_Work to be completed_.
The lines to reproduce from the material below are those from the one containing "if x + y <= 0.0" through the one containing "let v = sample_beta(&rng, 3.0, 7.0);", both included; write them out exactly and add nothing.

_Records for the task_.
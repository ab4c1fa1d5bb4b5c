/* This Source Code Form is subject to the terms of the Mozilla Public
 * License, v. 2.0. If a copy of the MPL was not distributed with this
 * file, You can obtain one at https://mozilla.org/MPL/2.0/.
 *
 * (c) 2024 The Nightjar Authors.
 */

use crate::random::Xorshift64;

/// Lower clamp on Beta-Bernoulli pseudo-counts (C2). Arms start at
/// `alpha = beta = 1` (uniform prior) and are never allowed to decay below
/// this floor, since a shape parameter of zero makes the Gamma sampler
/// degenerate.
pub const MIN_SHAPE: f64 = 0.01;

/// Sample `Gamma(shape, 1)` via the Marsaglia–Tsang method. Valid for
/// `shape > 0`; shapes below 1 are boosted by the standard
/// `Gamma(a) = Gamma(a+1) * U^(1/a)` trick.
pub fn sample_gamma(rng: &Xorshift64, shape: f64) -> f64 {
    let shape = shape.max(MIN_SHAPE);
    if shape < 1.0 {
        let u = rng.next_f64_open();
        return sample_gamma(rng, shape + 1.0) * u.powf(1.0 / shape);
    }
    let d = shape - 1.0 / 3.0;
    let c = 1.0 / (9.0 * d).sqrt();
    loop {
        let (x, v) = loop {
            let x = standard_normal(rng);
            let v = 1.0 + c * x;
            if v > 0.0 {
                break (x, v * v * v);
            }
        };
        let u = rng.next_f64_open();
        if u < 1.0 - 0.0331 * x * x * x * x {
            return d * v;
        }
        if u.ln() < 0.5 * x * x + d * (1.0 - v + v.ln()) {
            return d * v;
        }
    }
}

/// Standard normal deviate via the Box-Muller transform.
fn standard_normal(rng: &Xorshift64) -> f64 {
    let u1 = rng.next_f64_open();
    let u2 = rng.next_f64();
    (-2.0 * u1.ln()).sqrt() * (std::f64::consts::TAU * u2).cos()
}

/// Thompson-sample a draw from `Beta(alpha, beta)` using two Gamma draws:
/// `X ~ Gamma(alpha, 1)`, `Y ~ Gamma(beta, 1)`, `X / (X + Y) ~ Beta(alpha, beta)`.
/// Each bandit arm (C3 AP selector, C4 channel selector, C5 mode selector)
/// calls this once per decision with its own posterior counts.
pub fn sample_beta(rng: &Xorshift64, alpha: f64, beta: f64) -> f64 {
    let x = sample_gamma(rng, alpha);
    let y = sample_gamma(rng, beta);
    if x + y <= 0.0 {
        0.5
    } else {
        x / (x + y)
    }
}

/// Posterior mean of `Beta(alpha, beta)`, used for status reporting (the
/// `status` CLI subcommand shows each arm's expected value alongside its
/// last Thompson draw).
pub fn beta_mean(alpha: f64, beta: f64) -> f64 {
    alpha / (alpha + beta).max(MIN_SHAPE)
}

#[cfg(test)]
mod tests {
    use super::*;

    #[test]
    fn beta_draws_land_in_unit_interval() {
        let rng = Xorshift64::seeded(1);
        for _ in 0..5000 {
            let v = sample_beta(&rng, 3.0, 7.0);
            assert!((0.0..=1.0).contains(&v), "draw {v} out of range");
        }
    }

    #[test]
    fn beta_mean_matches_expected_formula() {
        assert!((beta_mean(1.0, 1.0) - 0.5).abs() < 1e-9);
        assert!((beta_mean(3.0, 1.0) - 0.75).abs() < 1e-9);
    }

    #[test]
    fn skewed_posterior_favors_higher_alpha() {
        let rng = Xorshift64::seeded(2);
        let n = 20_000;
        let mut sum = 0.0;
        for _ in 0..n {
            sum += sample_beta(&rng, 40.0, 2.0);
        }
        let avg = sum / n as f64;
        assert!(avg > 0.85, "average draw {avg} should track the strong alpha-heavy posterior");
    }

    #[test]
    fn gamma_sampler_handles_sub_unit_shape() {
        let rng = Xorshift64::seeded(3);
        for _ in 0..1000 {
            let v = sample_gamma(&rng, 0.05);
            assert!(v >= 0.0 && v.is_finite());
        }
    }
}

_Answer for this exercise_.
    if x + y <= 0.0 {
        0.5
    } else {
        x / (x + y)
    }
}

/// Posterior mean of `Beta(alpha, beta)`, used for status reporting (the
/// `status` CLI subcommand shows each arm's expected value alongside its
/// last Thompson draw).
pub fn beta_mean(alpha: f64, beta: f64) -> f64 {
    alpha / (alpha + beta).max(MIN_SHAPE)
}

#[cfg(test)]
mod tests {
    use super::*;

    #[test]
    fn beta_draws_land_in_unit_interval() {
        let rng = Xorshift64::seeded(1);
        for _ in 0..5000 {
            let v = sample_beta(&rng, 3.0, 7.0);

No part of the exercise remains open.